Lux takes any DataFrame you pass in and analyzes it for possible visualizations. Then Lux will present the pre-configured visualizations that you can choose from. All you have to do is click the visualization you want and you’re done — no coding required! Lux is great for those who want to access visualizations more quickly in Python. Even for more advanced Python users, getting the syntax for a visualization right can be a time consuming process.

To install lux:

import lux
import pandas as pd
https://github.com/lux-org/lux

Lux will recommend and present a variety of charts, ranging from data exploration to more visual and geographical (if the data is pertinent).

With Lux’s intent feature, you can specify the columns you are interested in and it will recommend charts specific to those columns.

df.intent = ["Column1","Column2"]
df
https://github.com/lux-org/lux

Bokeh — Create Interactive Visualizations in Python

To start using Bokeh:

pip install bokeh

Bokeh is all about graphs that are interactive, allowing the end users to not only receive insights from the visualized data, but also from the ability toggle the data in new orientations.

Here are some example graphs from the Bokeh documentation:

https://demo.bokeh.org/

Here is the full documentation

Here is a demo video from the Data Professor that walks through great graphing packages like Bokeh:

Mito — A Spreadsheet Extension for Jupyter Lab that Generates Code

Mito is an editable spreadsheet that you can call into your Python environment. Each edit you make in the Mitosheet will generate the equivalent Python in the code cell below. Mito is primarily used by two types of people. The first is Python users who want to save time on googling syntax and want to generate their code faster and more visually. The second is spreadsheet users who want to dive into Python analysis, but may not be proficient in coding yet.

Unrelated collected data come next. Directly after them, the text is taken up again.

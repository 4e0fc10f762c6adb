//! Recursive descent parser for signature blobs.

use crate::{
    file::parser::Parser,
    metadata::signatures::{
        ArrayDimensions, SignatureArray, SignatureMethod, SignatureTypeSpec, TypeSignature,
        CALLING_CONVENTION, ELEMENT_TYPE,
    },
    Error::RecursionLimit,
    Result,
};

/// Maximum nesting of types inside a single signature
const MAX_RECURSION_DEPTH: usize = 50;

/// Decoder for method and type signature blobs.
///
/// Custom modifiers, `byref`, `pinned` and the vararg sentinel are decoded as wrappers around the
/// type that follows them, so a signature element is always a single [`TypeSignature`].
pub struct SignatureParser<'a> {
    parser: Parser<'a>,
    depth: usize,
}

impl<'a> SignatureParser<'a> {
    /// Create a new `SignatureParser` over a signature blob
    #[must_use]
    pub fn new(data: &'a [u8]) -> Self {
        SignatureParser {
            parser: Parser::new(data),
            depth: 0,
        }
    }

    /// Decode one type, including any modifiers preceding it
    ///
    /// # Errors
    /// Returns [`crate::Error::RecursionLimit`] for overly deep nesting, and
    /// [`crate::Error::Malformed`] or [`crate::Error::OutOfBounds`] for invalid data.
    pub fn parse_type(&mut self) -> Result<TypeSignature> {
        self.depth += 1;
        if self.depth >= MAX_RECURSION_DEPTH {
            return Err(RecursionLimit(MAX_RECURSION_DEPTH));
        }

        let result = self.parse_type_inner();
        self.depth -= 1;
        result
    }

    fn parse_type_inner(&mut self) -> Result<TypeSignature> {
        let current_byte = self.parser.read_le::<u8>()?;
        match current_byte {
            ELEMENT_TYPE::VOID => Ok(TypeSignature::Void),
            ELEMENT_TYPE::BOOLEAN => Ok(TypeSignature::Boolean),
            ELEMENT_TYPE::CHAR => Ok(TypeSignature::Char),
            ELEMENT_TYPE::I1 => Ok(TypeSignature::I1),
            ELEMENT_TYPE::U1 => Ok(TypeSignature::U1),
            ELEMENT_TYPE::I2 => Ok(TypeSignature::I2),
            ELEMENT_TYPE::U2 => Ok(TypeSignature::U2),
            ELEMENT_TYPE::I4 => Ok(TypeSignature::I4),
            ELEMENT_TYPE::U4 => Ok(TypeSignature::U4),
            ELEMENT_TYPE::I8 => Ok(TypeSignature::I8),
            ELEMENT_TYPE::U8 => Ok(TypeSignature::U8),
            ELEMENT_TYPE::R4 => Ok(TypeSignature::R4),
            ELEMENT_TYPE::R8 => Ok(TypeSignature::R8),
            ELEMENT_TYPE::STRING => Ok(TypeSignature::String),
            ELEMENT_TYPE::PTR => Ok(TypeSignature::Ptr(Box::new(self.parse_type()?))),
            ELEMENT_TYPE::BYREF => Ok(TypeSignature::ByRef(Box::new(self.parse_type()?))),
            ELEMENT_TYPE::VALUETYPE => Ok(TypeSignature::ValueType(
                self.parser.read_compressed_token()?,
            )),
            ELEMENT_TYPE::CLASS => Ok(TypeSignature::Class(self.parser.read_compressed_token()?)),
            ELEMENT_TYPE::VAR => Ok(TypeSignature::GenericParamType(
                self.parser.read_compressed_uint()?,
            )),
            ELEMENT_TYPE::ARRAY => {
                let elem_type = self.parse_type()?;
                let rank = self.parser.read_compressed_uint()?;

                let num_sizes = self.parser.read_compressed_uint()?;
                let mut sizes = Vec::with_capacity(num_sizes.min(rank) as usize);
                for _ in 0..num_sizes {
                    sizes.push(self.parser.read_compressed_uint()?);
                }

                let num_lo_bounds = self.parser.read_compressed_uint()?;
                let mut lo_bounds = Vec::with_capacity(num_lo_bounds.min(rank) as usize);
                for _ in 0..num_lo_bounds {
                    lo_bounds.push(self.parser.read_compressed_int()?);
                }

                let described = sizes.len().max(lo_bounds.len()).min(rank as usize);
                let dimensions = (0..described)
                    .map(|i| ArrayDimensions {
                        size: sizes.get(i).copied(),
                        lower_bound: lo_bounds.get(i).copied(),
                    })
                    .collect();

                Ok(TypeSignature::Array(SignatureArray {
                    base: Box::new(elem_type),
                    rank,
                    dimensions,
                }))
            }
            ELEMENT_TYPE::GENERICINST => {
                let peek_byte = self.parser.peek_byte()?;
                if peek_byte != ELEMENT_TYPE::CLASS && peek_byte != ELEMENT_TYPE::VALUETYPE {
                    return Err(malformed_error!(
                        "GENERICINST - Next byte is not TYPE_CLASS or TYPE_VALUE - {}",
                        peek_byte
                    ));
                }

                let base_type = self.parse_type()?;
                let arg_count = self.parser.read_compressed_uint()?;

                let mut type_args = Vec::with_capacity(arg_count.min(16) as usize);
                for _ in 0..arg_count {
                    type_args.push(self.parse_type()?);
                }

                Ok(TypeSignature::GenericInst(Box::new(base_type), type_args))
            }
            ELEMENT_TYPE::TYPEDBYREF => Ok(TypeSignature::TypedByRef),
            ELEMENT_TYPE::I => Ok(TypeSignature::I),
            ELEMENT_TYPE::U => Ok(TypeSignature::U),
            ELEMENT_TYPE::FNPTR => Ok(TypeSignature::FnPtr(Box::new(
                self.parse_method_signature()?,
            ))),
            ELEMENT_TYPE::OBJECT => Ok(TypeSignature::Object),
            ELEMENT_TYPE::SZARRAY => Ok(TypeSignature::SzArray(Box::new(self.parse_type()?))),
            ELEMENT_TYPE::MVAR => Ok(TypeSignature::GenericParamMethod(
                self.parser.read_compressed_uint()?,
            )),
            ELEMENT_TYPE::CMOD_REQD => {
                let modifier = self.parser.read_compressed_token()?;
                Ok(TypeSignature::ModifiedRequired(
                    modifier,
                    Box::new(self.parse_type()?),
                ))
            }
            ELEMENT_TYPE::CMOD_OPT => {
                let modifier = self.parser.read_compressed_token()?;
                Ok(TypeSignature::ModifiedOptional(
                    modifier,
                    Box::new(self.parse_type()?),
                ))
            }
            ELEMENT_TYPE::SENTINEL => Ok(TypeSignature::Sentinel(Box::new(self.parse_type()?))),
            ELEMENT_TYPE::PINNED => Ok(TypeSignature::Pinned(Box::new(self.parse_type()?))),
            _ => Err(malformed_error!(
                "Unsupported ELEMENT_TYPE - {}",
                current_byte
            )),
        }
    }

    /// Decode a method signature, starting at the calling convention byte
    ///
    /// # Errors
    /// Returns an error if the signature is truncated or contains an invalid type.
    pub fn parse_method_signature(&mut self) -> Result<SignatureMethod> {
        let convention_byte = self.parser.read_le::<u8>()?;
        let calling_convention = convention_byte & CALLING_CONVENTION::KIND_MASK;

        let param_count_generic = if convention_byte & CALLING_CONVENTION::GENERIC != 0 {
            self.parser.read_compressed_uint()?
        } else {
            0
        };

        let param_count = self.parser.read_compressed_uint()?;
        let return_type = self.parse_type()?;

        let mut params = Vec::with_capacity(param_count.min(64) as usize);
        for _ in 0..param_count {
            params.push(self.parse_type()?);
        }

        Ok(SignatureMethod {
            has_this: convention_byte & CALLING_CONVENTION::HASTHIS != 0,
            explicit_this: convention_byte & CALLING_CONVENTION::EXPLICITTHIS != 0,
            default: calling_convention == CALLING_CONVENTION::DEFAULT,
            vararg: calling_convention == CALLING_CONVENTION::VARARG,
            calling_convention,
            param_count_generic,
            return_type,
            params,
        })
    }

    /// Decode a `TypeSpec` signature
    ///
    /// # Errors
    /// Returns an error if the signature is truncated or contains an invalid type.
    pub fn parse_type_spec_signature(&mut self) -> Result<SignatureTypeSpec> {
        let type_sig = self.parse_type()?;
        Ok(SignatureTypeSpec { base: type_sig })
    }
}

Here is a demo video for Mito:

Within Mito, you can:

  • Create Visualizations
  • Look at Summary Statistics
  • Merge Dataset Together
  • Generate Pivot Tables
  • Edit Specific Cell Values
  • Filter and Sort Datasets
  • Save and Replay Analyses (macros)
  • See a record of your edits
  • and more!
from Author

Each edit generates the equivalent Python.

From Author

To install Mito, run these commands:

python -m pip install mitoinstaller
python -m mitoinstaller install

Then open Jupyter Lab and render a Mitosheet:

import mitosheet
mitosheet.sheet()

Here are the full install instructions.

I hope you find these packages helpful. Leave a comment if you get a chance to try any of them!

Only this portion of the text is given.